LOS ANGELES (AP) — A former Olympic gymnast and her sister, who also competed on the national team, filed lawsuits Monday that claim USA Gymnastics enabled and failed to prevent sexual abuse by the team’s former doctor, Larry Nassar.
The U.S. Olympic Committee and Nassar are also named as defendants in the civil suits filed in Los Angeles by Tasha and Jordan Schwikert.
The organizations knew “or should have known of Nassar’s sexual abuse and could have prevented it by taking sexual abuse allegations seriously and maintaining a culture of accountability and transparency,” the two complaints said.
USA Gymnastics said in a statement that it doesn’t comment on pending litigation.
“The organization has undergone significant reforms in the wake of his horrific acts that have impacted our athletes and community forever,” the statement said.
The USOC didn’t immediately respond to an email seeking comment.
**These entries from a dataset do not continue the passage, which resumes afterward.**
//! End-to-end rendering tests.

use std::fs::File;

use dreamstar::render::{BackgroundMode, PosterPipeline, SizeTier, Stage};
use dreamstar::{render_poster, PosterConfig, PosterError};
use pretty_assertions::assert_eq;
use tempfile::tempdir;

fn config(seed: &str) -> PosterConfig {
    PosterConfig {
        seed: seed.to_string(),
        dpi: 24.0,
        ..PosterConfig::default()
    }
}

#[test]
fn seeded_renders_are_identical() {
    let first = render_poster(&config("42")).unwrap();
    let second = render_poster(&config("42")).unwrap();

    assert_eq!(first.layout(), second.layout());
    assert!(first.canvas() == second.canvas());
    assert_eq!(first.to_image().as_raw(), second.to_image().as_raw());
}

#[test]
fn seeded_layout_follows_tiers() {
    let poster = render_poster(&config("42")).unwrap();
    let stars = &poster.layout().stars;
    assert_eq!(stars.len(), 14);

    for star in stars {
        let (tier, lo, hi) = match star.index {
            0..=2 => (SizeTier::Large, 0.17, 0.25),
            3..=7 => (SizeTier::Medium, 0.11, 0.17),
            _ => (SizeTier::Small, 0.07, 0.11),
        };
        assert_eq!(star.tier, tier);
        assert!(star.size >= lo && star.size < hi, "star {} size {}", star.index, star.size);
        assert!(star.center.x >= 0.07 && star.center.x < 0.93);
        assert!(star.center.y >= 0.08 && star.center.y < 0.92);
        assert!(star.alpha >= 0.26 && star.alpha < 0.72);
        assert!(star.palette_index.unwrap() < 12);
    }
}

#[test]
fn different_seeds_differ() {
    let a = render_poster(&config("1")).unwrap();
    let b = render_poster(&config("2")).unwrap();
    assert!(a.layout().stars != b.layout().stars);
}

#[test]
fn blank_seed_renders_differ() {
    let a = render_poster(&config("")).unwrap();
    let b = render_poster(&config("  ")).unwrap();
    assert_eq!(a.layout().seed, None);
    assert!(a.layout().stars != b.layout().stars);
}

#[test]
fn invalid_seed_is_unseeded_not_an_error() {
    let poster = render_poster(&config("not a number")).unwrap();
    assert_eq!(poster.layout().seed, None);
}

#[test]
fn solid_background_without_title() {
    let mut cfg = config("8");
    cfg.background = BackgroundMode::Solid;
    cfg.title = false;
    let poster = render_poster(&cfg).unwrap();
    assert_eq!(poster.layout().background, BackgroundMode::Solid);
    assert_eq!(poster.layout().title_lines, 0);
}

#[test]
fn exported_png_carries_dpi_and_size() {
    let dir = tempdir().unwrap();
    let path = dir.path().join("dreamy_star_poster.png");

    let cfg = PosterConfig {
        seed: "42".to_string(),
        width: 6.0,
        height: 9.0,
        dpi: 50.0,
        ..PosterConfig::default()
    };
    render_poster(&cfg).unwrap().write_png(&path).unwrap();

    // 6in square at 50dpi, with round(0.05 * 50) = 3px padding each side.
    let decoder = png::Decoder::new(File::open(&path).unwrap());
    let reader = decoder.read_info().unwrap();
    let info = reader.info();
    assert_eq!((info.width, info.height), (306, 306));
    let dims = info.pixel_dims.unwrap();
    assert_eq!(dims.xppu, 1969);
    assert_eq!(dims.unit, png::Unit::Meter);

    let img = image::open(&path).unwrap().to_rgba8();
    assert_eq!(img.get_pixel(0, 0).0, [255, 255, 255, 255]);
    assert!(img.pixels().all(|p| p.0[3] == 255));
}

#[test]
fn pipeline_rejects_skipped_stages() {
    let cfg = config("42");
    let mut pipeline = PosterPipeline::new(&cfg);
    pipeline.seed().unwrap();

    let err = pipeline.draw_stars().unwrap_err();
    assert!(matches!(err, PosterError::Render { .. }));
    assert_eq!(pipeline.stage(), Stage::Seeded);

    pipeline.draw_background().unwrap();
    pipeline.draw_atmosphere().unwrap();
    pipeline.draw_stars().unwrap();
    let poster = pipeline.finalize().unwrap();
    assert_eq!(poster.layout().stars.len(), 14);
}

#[test]
fn out_of_range_config_is_rejected() {
    let cfg = PosterConfig {
        dpi: 5.0,
        ..PosterConfig::default()
    };
    assert!(matches!(render_poster(&cfg), Err(PosterError::Validation { .. })));
}

#[test]
fn layout_json_written() {
    let dir = tempdir().unwrap();
    let path = dir.path().join("layout.json");
    let poster = render_poster(&config("7")).unwrap();
    poster.layout().write_json(&path).unwrap();

    let json: serde_json::Value =
        serde_json::from_str(&std::fs::read_to_string(&path).unwrap()).unwrap();
    assert_eq!(json["seed"], 7);
    assert_eq!(json["palette"].as_array().unwrap().len(), 12);
    assert!(json["palette"][0].as_str().unwrap().starts_with('#'));
}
Nassar is serving decades in prison after hundreds of girls and women said he sexually abused them under the guise of medical treatment when he worked for Michigan State University and Indiana-based USA Gymnastics, which trains Olympians.
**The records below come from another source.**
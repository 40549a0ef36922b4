//! Colour type and parsing.
//!
//! Colours are normalized floating point RGBA. Hex strings are the
//! serialized form used in `poster.yaml`.

use std::fmt;
use std::str::FromStr;

use palette::{Hsl, IntoColor, Srgb};
use serde::{Deserialize, Serialize};

use crate::error::{PosterError, Result};

/// An RGBA colour with components in `0.0..=1.0`.
#[derive(Debug, Clone, Copy, PartialEq, Serialize, Deserialize)]
#[serde(try_from = "String", into = "String")]
pub struct Colour {
    pub r: f32,
    pub g: f32,
    pub b: f32,
    pub a: f32,
}

impl Colour {
    /// Create a new colour from RGBA components.
    pub const fn new(r: f32, g: f32, b: f32, a: f32) -> Self {
        Self { r, g, b, a }
    }

    /// Create a new opaque colour from RGB components.
    pub const fn rgb(r: f32, g: f32, b: f32) -> Self {
        Self { r, g, b, a: 1.0 }
    }

    /// Fully transparent white (the start of every glow ramp).
    pub const CLEAR: Self = Self::new(1.0, 1.0, 1.0, 0.0);

    /// Black.
    pub const BLACK: Self = Self::rgb(0.0, 0.0, 0.0);

    /// White.
    pub const WHITE: Self = Self::rgb(1.0, 1.0, 1.0);

    /// Build an opaque colour from hue, saturation and lightness.
    ///
    /// All three inputs are fractions; the hue wraps modulo 1.0.
    pub fn from_hsl(hue: f64, saturation: f64, lightness: f64) -> Self {
        let hue = hue.rem_euclid(1.0) as f32;
        let hsl: Hsl = Hsl::new(
            hue * 360.0,
            saturation.clamp(0.0, 1.0) as f32,
            lightness.clamp(0.0, 1.0) as f32,
        );
        let rgb: Srgb = hsl.into_color();
        Self::rgb(
            rgb.red.clamp(0.0, 1.0),
            rgb.green.clamp(0.0, 1.0),
            rgb.blue.clamp(0.0, 1.0),
        )
    }

    /// Same colour with a different alpha.
    pub fn with_alpha(self, a: f32) -> Self {
        Self { a, ..self }
    }

    /// Linear interpolation towards `other` (all four channels).
    pub fn lerp(self, other: Self, t: f32) -> Self {
        let t = t.clamp(0.0, 1.0);
        let inv = 1.0 - t;
        Self::new(
            self.r * inv + other.r * t,
            self.g * inv + other.g * t,
            self.b * inv + other.b * t,
            self.a * inv + other.a * t,
        )
    }

    /// Quantize to 8-bit RGBA.
    pub fn to_rgba8(self) -> [u8; 4] {
        [
            quantize(self.r),
            quantize(self.g),
            quantize(self.b),
            quantize(self.a),
        ]
    }

    /// Parse a hex colour string.
    ///
    /// Supports `#RRGGBB` and `#RRGGBBAA`, with or without the leading `#`.
    pub fn from_hex(s: &str) -> Result<Self> {
        let s = s.trim();
        let hex = s.strip_prefix('#').unwrap_or(s);

        let channels = match hex.len() {
            6 | 8 if hex.is_ascii() => (0..hex.len())
                .step_by(2)
                .map(|i| parse_hex_byte(&hex[i..i + 2]))
                .collect::<Result<Vec<u8>>>()?,
            _ => {
                return Err(PosterError::Parse {
                    message: format!("Invalid hex colour: {}", s),
                    help: Some("Use #RRGGBB or #RRGGBBAA format".to_string()),
                })
            }
        };

        let unit = |v: u8| v as f32 / 255.0;
        let a = channels.get(3).copied().map_or(1.0, unit);
        Ok(Self::new(
            unit(channels[0]),
            unit(channels[1]),
            unit(channels[2]),
            a,
        ))
    }
}

fn quantize(v: f32) -> u8 {
    (v.clamp(0.0, 1.0) * 255.0).round() as u8
}

impl FromStr for Colour {
    type Err = PosterError;

    fn from_str(s: &str) -> Result<Self> {
        Self::from_hex(s)
    }
}

impl TryFrom<String> for Colour {
    type Error = PosterError;

    fn try_from(s: String) -> Result<Self> {
        Self::from_hex(&s)
    }
}

impl From<Colour> for String {
    fn from(c: Colour) -> Self {
        c.to_string()
    }
}

impl fmt::Display for Colour {
    fn fmt(&self, f: &mut fmt::Formatter<'_>) -> fmt::Result {
        let [r, g, b, a] = self.to_rgba8();
        if a == 255 {
            write!(f, "#{:02X}{:02X}{:02X}", r, g, b)
        } else {
            write!(f, "#{:02X}{:02X}{:02X}{:02X}", r, g, b, a)
        }
    }
}

/// Parse a two-character hex byte.
fn parse_hex_byte(s: &str) -> Result<u8> {
    u8::from_str_radix(s, 16).map_err(|_| PosterError::Parse {
        message: format!("Invalid hex byte: {}", s),
        help: None,
    })
}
The sisters both claim Nassar assaulted them during their time on the national team.
Officials at USA Gymnastics were “out of touch,” leading to a toxic culture that “allowed this child molester to get away with abusing children for decades,” Tasha Schwikert, 33, said at a news conference.
Tasha Schwikert, who earned bronze at the 2000 Summer Games in Australia, works as a lawyer. Jordan Schwikert, 32, was an elite college gymnast and is now a gymnastics coach. They both live in Las Vegas.
The lawsuits seek unspecified damages under the Racketeer Influenced and Corrupt Organizations Act and allege the defendants engaged in a pattern of sexual exploitation, abuse, and trafficking of minors and conspiracy to commit such acts.
USA Gymnastics President Kerry Perry resigned last month and was the latest person to face fallout in the wake of the Nassar allegations. Numerous other people have been criminally charged, fired or forced out of their jobs during the investigations into Nassar.